The accompanying tables summarize the recognized revenues and expenditures for Durham County’s General Fund, Capital Improvement Fund and Reappraisal Reserve Fund through March 31, 2019. Please note that 4-year Third Quarter Averages have been provided for comparison. This average reflects what was reported in the Third Quarter Report for the four preceding fiscal years.

Additionally, a dashboard representation is provided as a convenient way to monitor the progress of FY 2018-19 revenues and expenditures. The dashboard uses a “traffic light” indicator to represent where agencies’ revenues and expenditures are in comparison to a 4-year Third Quarter Average. A red indicator is not a cause for concern, rather an area that merits a second look. For all “red light” indicators an overview of the cause is provided.

For revenues, green represents revenues at 90% or greater than the 4-year average, yellow represents revenues between 70% and up to 90% of the 4-year average, and red represents revenues below 70% of the average. For expenditures, green represents expenditures not more than 2% greater than the 4-year average, yellow represents expenditures between 2% and 5% greater than the average, and red represents expenditures greater than 5% of the average.

EXECUTIVE SUMMARY

Revenues. Through March 31, 2019, the County collected $400,691,651 or 75.87% of the budgeted General Fund, Capital Improvement Fund and Reappraisal Reserve Fund revenue. There have been sufficient levels of collections for two of the most significant revenues in these funds -- property tax and sales tax revenue collections – that we can now make some reasonable projections for the last quarter. Current year property tax collection is tracking at 98.28% of budget, slightly under but comfortably close to the 4-year average of 98.81%. Property tax collections slow significantly during the last quarter of the fiscal year on average. End of year actual property tax collections are expected to surpass budgeted amounts by $3-$4 million.

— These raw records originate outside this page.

// SPDX-License-Identifier: AGPL-3.0-only
// Copyright (C) 2024 Jonathan Lee
// This program is free software: you can redistribute it and/or modify
// it under the terms of the GNU Affero General Public License version 3
// as published by the Free Software Foundation.
// This program is distributed in the hope that it will be useful,
// but WITHOUT ANY WARRANTY; without even the implied warranty of
// MERCHANTABILITY or FITNESS FOR A PARTICULAR PURPOSE.
// See the GNU Affero General Public License for more details.
// You should have received a copy of the GNU Affero General Public License
// along with this program. If not, see https://www.gnu.org/licenses/.

//! Descriptive statistics and charts for a catalogue of research artifacts.
//!
//! A CSV table of datasets is loaded, its categorical columns normalized and
//! counted, and three charts are drawn: a stacked distribution of every
//! property, an RE stage by task bubble matrix and a per-year line.

pub mod aggregate;
pub mod config;
pub mod crosstab;
pub mod dataset;
pub mod error;
pub mod normalize;
pub mod pipeline;
pub mod render;
pub mod server;
pub mod summary;
pub mod years;

pub use aggregate::{CategoryCounts, FieldDistribution};
pub use config::{BubbleSettings, ServerSettings, Settings};
pub use crosstab::CrossTab;
pub use dataset::{CsvLoader, Dataset, Field, Record};
pub use error::{ArtistatError, ConfigError, DatasetError, RenderError, Result};
pub use normalize::{NormalizationTables, Normalizer, SizeBucket};
pub use pipeline::{Chart, ReportOutcome, ReportPipeline};
pub use years::YearSeries;
// SPDX-License-Identifier: AGPL-3.0-only
// Copyright (C) 2024 Jonathan Lee
// This program is free software: you can redistribute it and/or modify
// it under the terms of the GNU Affero General Public License version 3
// as published by the Free Software Foundation.
// This program is distributed in the hope that it will be useful,
// but WITHOUT ANY WARRANTY; without even the implied warranty of
// MERCHANTABILITY or FITNESS FOR A PARTICULAR PURPOSE.
// See the GNU Affero General Public License for more details.
// You should have received a copy of the GNU Affero General Public License
// along with this program. If not, see https://www.gnu.org/licenses/.

use crate::dataset::{Dataset, Field};
use crate::normalize::{Normalizer, OTHERS, UNDEFINED};
use indexmap::IndexMap;
use serde::Serialize;

/// Ordered `(category, count)` pairs for one field.
///
/// Entries are sorted by descending count with ties kept in encounter order,
/// except that `Undefined` always sits last.
#[derive(Debug, Clone, Default, PartialEq, Eq, Serialize)]
pub struct CategoryCounts {
    entries: Vec<(String, usize)>,
}
impl CategoryCounts {
    /// Counts `values`, folding categories seen fewer than `threshold` times
    /// into a single `Others` bucket.
    pub fn from_values<I, S>(values: I, threshold: usize) -> Self
    where
        I: IntoIterator<Item = S>,
        S: AsRef<str>,
    {
        let mut counter: IndexMap<String, usize> = IndexMap::new();
        for value in values {
            *counter.entry(value.as_ref().to_string()).or_insert(0) += 1;
        }
        let mut merged: IndexMap<String, usize> = IndexMap::with_capacity(counter.len());
        let mut low_frequency = 0usize;
        for (value, count) in counter {
            if count < threshold {
                low_frequency += count;
            } else {
                merged.insert(value, count);
            }
        }
        if low_frequency > 0 {
            *merged.entry(OTHERS.to_string()).or_insert(0) += low_frequency;
        }
        let mut entries: Vec<(String, usize)> = merged.into_iter().collect();
        entries.sort_by(|a, b| b.1.cmp(&a.1));
        if let Some(position) = entries.iter().position(|(label, _)| label == UNDEFINED) {
            let undefined = entries.remove(position);
            entries.push(undefined);
        }
        Self { entries }
    }
    pub fn len(&self) -> usize {
        self.entries.len()
    }
    pub fn is_empty(&self) -> bool {
        self.entries.is_empty()
    }
    pub fn iter(&self) -> impl Iterator<Item = (&str, usize)> + '_ {
        self.entries
            .iter()
            .map(|(label, count)| (label.as_str(), *count))
    }
    pub fn labels(&self) -> impl Iterator<Item = &str> + '_ {
        self.entries.iter().map(|(label, _)| label.as_str())
    }
    pub fn get(&self, label: &str) -> Option<usize> {
        self.entries
            .iter()
            .find(|(known, _)| known == label)
            .map(|(_, count)| *count)
    }
    pub fn total(&self) -> usize {
        self.entries.iter().map(|(_, count)| count).sum()
    }
    pub fn min_count(&self) -> Option<usize> {
        self.entries.iter().map(|(_, count)| *count).min()
    }
    pub fn max_count(&self) -> Option<usize> {
        self.entries.iter().map(|(_, count)| *count).max()
    }
    /// Each entry with its share of `total` as a percentage.
    pub fn percentages(&self, total: usize) -> Vec<(&str, usize, f64)> {
        self.iter()
            .map(|(label, count)| {
                let share = if total == 0 {
                    0.0
                } else {
                    count as f64 * 100.0 / total as f64
                };
                (label, count, share)
            })
            .collect()
    }
}

#[derive(Debug, Clone, PartialEq, Eq, Serialize)]
pub struct FieldDistribution {
    pub field: Field,
    pub counts: CategoryCounts,
}
impl FieldDistribution {
    pub fn from_dataset(
        dataset: &Dataset,
        field: Field,
        normalizer: &Normalizer,
        threshold: usize,
    ) -> Self {
        let values = dataset
            .column(field)
            .map(|raw| normalizer.normalize(field, raw));
        Self {
            field,
            counts: CategoryCounts::from_values(values, threshold),
        }
    }
}
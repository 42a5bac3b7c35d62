// SPDX-License-Identifier: AGPL-3.0-only
// Copyright (C) 2024 Jonathan Lee
// This program is free software: you can redistribute it and/or modify
// it under the terms of the GNU Affero General Public License version 3
// as published by the Free Software Foundation.
// This program is distributed in the hope that it will be useful,
// but WITHOUT ANY WARRANTY; without even the implied warranty of
// MERCHANTABILITY or FITNESS FOR A PARTICULAR PURPOSE.
// See the GNU Affero General Public License for more details.
// You should have received a copy of the GNU Affero General Public License
// along with this program. If not, see https://www.gnu.org/licenses/.

use crate::aggregate::FieldDistribution;
use crate::config::Settings;
use crate::crosstab::CrossTab;
use crate::dataset::{Dataset, Field};
use crate::error::{RenderError, RenderResult, Result};
use crate::normalize::Normalizer;
use crate::render::{
    draw_bubble_matrix, draw_stacked_distribution, draw_year_line, BitmapSurface, ChartTheme,
    RecordingSurface, Surface, BUBBLE_SIZE, LINE_SIZE, STACKED_SIZE,
};
use crate::summary::{CrossTabSummary, DistributionSummary, YearSummary};
use crate::years::YearSeries;
use std::io::Write;
use std::path::{Path, PathBuf};
use tracing::{debug, info, warn};

pub const STACKED_FILE: &str = "dataset_distribution_stacked.png";
pub const BUBBLE_FILE: &str = "re_stage_task_bubble.png";
pub const LINE_FILE: &str = "year_dataset_line.png";

#[derive(Debug, Clone, Copy, PartialEq, Eq)]
pub enum Chart {
    StackedDistribution,
    Bubble,
    YearLine,
}
impl Chart {
    pub const fn file_name(self) -> &'static str {
        match self {
            Chart::StackedDistribution => STACKED_FILE,
            Chart::Bubble => BUBBLE_FILE,
            Chart::YearLine => LINE_FILE,
        }
    }
    const fn title(self) -> &'static str {
        match self {
            Chart::StackedDistribution => "Stacked distribution plot",
            Chart::Bubble => "Bubble plot",
            Chart::YearLine => "Year line plot",
        }
    }
}

#[derive(Debug, Default)]
pub struct ReportOutcome {
    pub distributions: Vec<FieldDistribution>,
    pub crosstab: Option<CrossTab>,
    pub years: Option<YearSeries>,
    pub written: Vec<PathBuf>,
    pub skipped: Vec<Chart>,
}

/// Load, aggregate, render and summarize in one sequential pass.
pub struct ReportPipeline {
    settings: Settings,
    normalizer: Normalizer,
    theme: ChartTheme,
    dry_run: bool,
}
impl ReportPipeline {
    pub fn new(settings: Settings) -> Self {
        let normalizer = Normalizer::with_tables(settings.tables.clone());
        let theme = ChartTheme::default().with_label_min_count(settings.label_min_count);
        Self {
            settings,
            normalizer,
            theme,
            dry_run: false,
        }
    }
    /// Render onto an in-memory surface and write no files.
    pub fn with_dry_run(mut self, dry_run: bool) -> Self {
        self.dry_run = dry_run;
        self
    }
    pub fn settings(&self) -> &Settings {
        &self.settings
    }
    pub fn run<W: Write>(&self, out: &mut W) -> Result<ReportOutcome> {
        let dataset = Dataset::load(&self.settings.data_path)?;
        info!(
            rows = dataset.len(),
            path = %self.settings.data_path.display(),
            "artifact table loaded"
        );
        let properties: Vec<&str> = self
            .settings
            .properties
            .iter()
            .map(|field| field.column())
            .collect();
        writeln!(out, "Loaded {} datasets", dataset.len())?;
        writeln!(out, "Properties to analyze: {}", properties.join(", "))?;
        self.run_on(&dataset, out)
    }
    pub fn run_on<W: Write>(&self, dataset: &Dataset, out: &mut W) -> Result<ReportOutcome> {
        if !self.dry_run {
            let dir = &self.settings.output_dir;
            std::fs::create_dir_all(dir).map_err(|source| RenderError::OutputDirectory {
                path: dir.display().to_string(),
                source,
            })?;
        }
        let mut outcome = ReportOutcome {
            distributions: self.distributions(dataset),
            ..ReportOutcome::default()
        };

        if dataset.is_empty() {
            let notice = "No records to plot for the distribution chart";
            self.skip(out, &mut outcome, Chart::StackedDistribution, notice)?;
        } else {
            let written = self.render(Chart::StackedDistribution, STACKED_SIZE, |surface| {
                draw_stacked_distribution(surface, &outcome.distributions, &self.theme)
            })?;
            self.announce(out, &mut outcome, Chart::StackedDistribution, written)?;
            write!(
                out,
                "{}",
                DistributionSummary {
                    distributions: &outcome.distributions,
                    total: dataset.len(),
                }
            )?;
        }

        let table = self.crosstab(dataset);
        if table.is_empty() {
            let notice = "No data to plot for RE stage vs Task bubble plot";
            self.skip(out, &mut outcome, Chart::Bubble, notice)?;
        } else {
            let written = self.render(Chart::Bubble, BUBBLE_SIZE, |surface| {
                draw_bubble_matrix(surface, &table, &self.theme)
            })?;
            self.announce(out, &mut outcome, Chart::Bubble, written)?;
            write!(out, "{}", CrossTabSummary(&table))?;
            outcome.crosstab = Some(table);
        }

        match self.year_series(dataset) {
            None => self.skip(out, &mut outcome, Chart::YearLine, "No valid year data to plot")?,
            Some(series) => {
                let written = self.render(Chart::YearLine, LINE_SIZE, |surface| {
                    draw_year_line(surface, &series, &self.theme)
                })?;
                self.announce(out, &mut outcome, Chart::YearLine, written)?;
                write!(out, "{}", YearSummary(&series))?;
                outcome.years = Some(series);
            }
        }
        Ok(outcome)
    }
    pub fn distributions(&self, dataset: &Dataset) -> Vec<FieldDistribution> {
        self.settings
            .properties
            .iter()
            .map(|&field| {
                FieldDistribution::from_dataset(
                    dataset,
                    field,
                    &self.normalizer,
                    self.settings.aggregation_threshold,
                )
            })
            .collect()
    }
    /// RE stage by task, reindexed to the configured display order.
    pub fn crosstab(&self, dataset: &Dataset) -> CrossTab {
        let pairs = dataset.records().iter().map(|record| {
            (
                self.display_label(Field::ReStage, record.get(Field::ReStage)),
                self.display_label(Field::Task, record.get(Field::Task)),
            )
        });
        let bubble = &self.settings.bubble;
        CrossTab::from_pairs(Field::ReStage.column(), Field::Task.column(), pairs)
            .reindex(&bubble.row_order, &bubble.column_order)
    }
    fn display_label(&self, field: Field, raw: Option<&str>) -> String {
        let value = self.normalizer.normalize(field, raw);
        self.settings
            .bubble
            .aliases
            .iter()
            .find(|(long, _)| *long == value)
            .map_or(value, |(_, short)| short.clone())
    }
    pub fn year_series(&self, dataset: &Dataset) -> Option<YearSeries> {
        YearSeries::from_values(dataset.column(Field::Year))
    }
    fn render<F>(&self, chart: Chart, size: (u32, u32), draw: F) -> RenderResult<Option<PathBuf>>
    where
        F: FnOnce(&mut dyn Surface) -> RenderResult<()>,
    {
        if self.dry_run {
            let mut surface = RecordingSurface::new(size);
            draw(&mut surface)?;
            surface.present()?;
            debug!(
                chart = chart.file_name(),
                primitives = surface.primitives().len(),
                "dry run, nothing written"
            );
            return Ok(None);
        }
        let path = self.settings.output_dir.join(chart.file_name());
        {
            let mut surface = BitmapSurface::create(&path, size)?;
            draw(&mut surface)?;
            surface.present()?;
        }
        info!(path = %path.display(), "chart written");
        Ok(Some(path))
    }
    fn announce<W: Write>(
        &self,
        out: &mut W,
        outcome: &mut ReportOutcome,
        chart: Chart,
        written: Option<PathBuf>,
    ) -> Result<()> {
        match written {
            Some(path) => {
                writeln!(out, "{} saved as {}", chart.title(), display_name(&path))?;
                outcome.written.push(path);
            }
            None => writeln!(out, "{} rendered (dry run)", chart.title())?,
        }
        Ok(())
    }
    fn skip<W: Write>(
        &self,
        out: &mut W,
        outcome: &mut ReportOutcome,
        chart: Chart,
        notice: &str,
    ) -> Result<()> {
        warn!(chart = chart.file_name(), "{notice}");
        writeln!(out, "{notice}")?;
        outcome.skipped.push(chart);
        Ok(())
    }
}

fn display_name(path: &Path) -> String {
    path.file_name()
        .map_or_else(|| path.display().to_string(), |name| name.to_string_lossy().into_owned())
}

Sales Tax collections remain a matter of focus and concern and are being monitored closely.  An exponential increase in refunds (sale tax paid remitted back to nonprofit agencies) to date in FY2018-19 (2.5 times higher than last year) are making the likelihood of meeting budgeted revenue less certain than desired. While gross collections are tracking with prior years, and even increasing, the refund increase is causing lower distributions to the County. Updates will be provided as the Budget Office meets with the North Carolina Department of Revenue regarding these anomalies.

Key rev Q3

Quarter report rev leg

Key revenue items with red indicator include:

  • Animal Control Fees: This fee revenue has been trending downward the past couple of years in comparison to the 4-year average. Animal Services staff attribute the revenue reduction to a change in the state-issued rabies guidance. The Department of Health and Human Services now allows animals with up-to-date rabies vaccinations to be sheltered at home after a confirmed bite. Previously, all animals were taken to the county shelter for 10 days, which cost the owner more than $100. The budget office is looking into adjusting the budget accordingly.  
  • Investment Revenue: Two primary causes are creating the signal for investment revenue.  Primarily this revenue is less predictable to project due to it being a matter of cash flow and the rising interest rates of the past few years.  Even with increasing annual budgets over the past two fiscal years actual collections have far surpassed budgeted amounts. Second, postings have been delayed in FY2018-19, and none were recorded as of this report date for the third quarter, anticipation is they will be posted shortly. The investment revenue budget has been adjusted in FY2019-20 to reflect the increased collections in FY2019-20

Rev by dept

Quarter report rev leg

Agency specific revenue items with red indicator include:

  • Legal: The 4-year average is skewed because of an overcollection of Service fees in FY14-15. Legal is projecting to not collect any revenue in this line because the type of service charges that were once utilized by County taxpayers has been filled by free or low-cost electronic replacements.
  • Elections: Due to cyclic nature of the election years, non-municipal election years result in significantly reduced revenue collection.
  • Veteran Services: The revenue for Veteran Services is an annual award from the state of North Carolina. The revenue is below the 4-year average for the third quarter because FY2017-18 is the first year these funds were budgeted as opposed to being received individually each year. It is anticipated that these funds will be received Quarter 4.
  • Soil and Water Conservation: The revenue for the third quarter is below the 4-year average because the grant from the state was received later than in prior years.However, it has since been recorded and the revenue the 4th quarter report will reflect full receipt of revenue.
  • Economic Development: The revenue for this quarter is running below the 4-year average because in FY2018-19, 500,000 was budgeted in the event that NC One grant was awarded by the State which has not occurred to date for FY 18-19. The balance is attributed to private match funds for the State JDIG awards that were recognized in a budget amendment earlier this year. Those awards will not be processed until performance criteria have been met

Expenditures. General Fund, Capital Improvement Fund and Reappraisal Reserve Fund expenditures and encumbrances through March 31, 2019 total $375,578,658 or 71.11% of the budget. The percentage is slightly below the 4-year average of 74.12%.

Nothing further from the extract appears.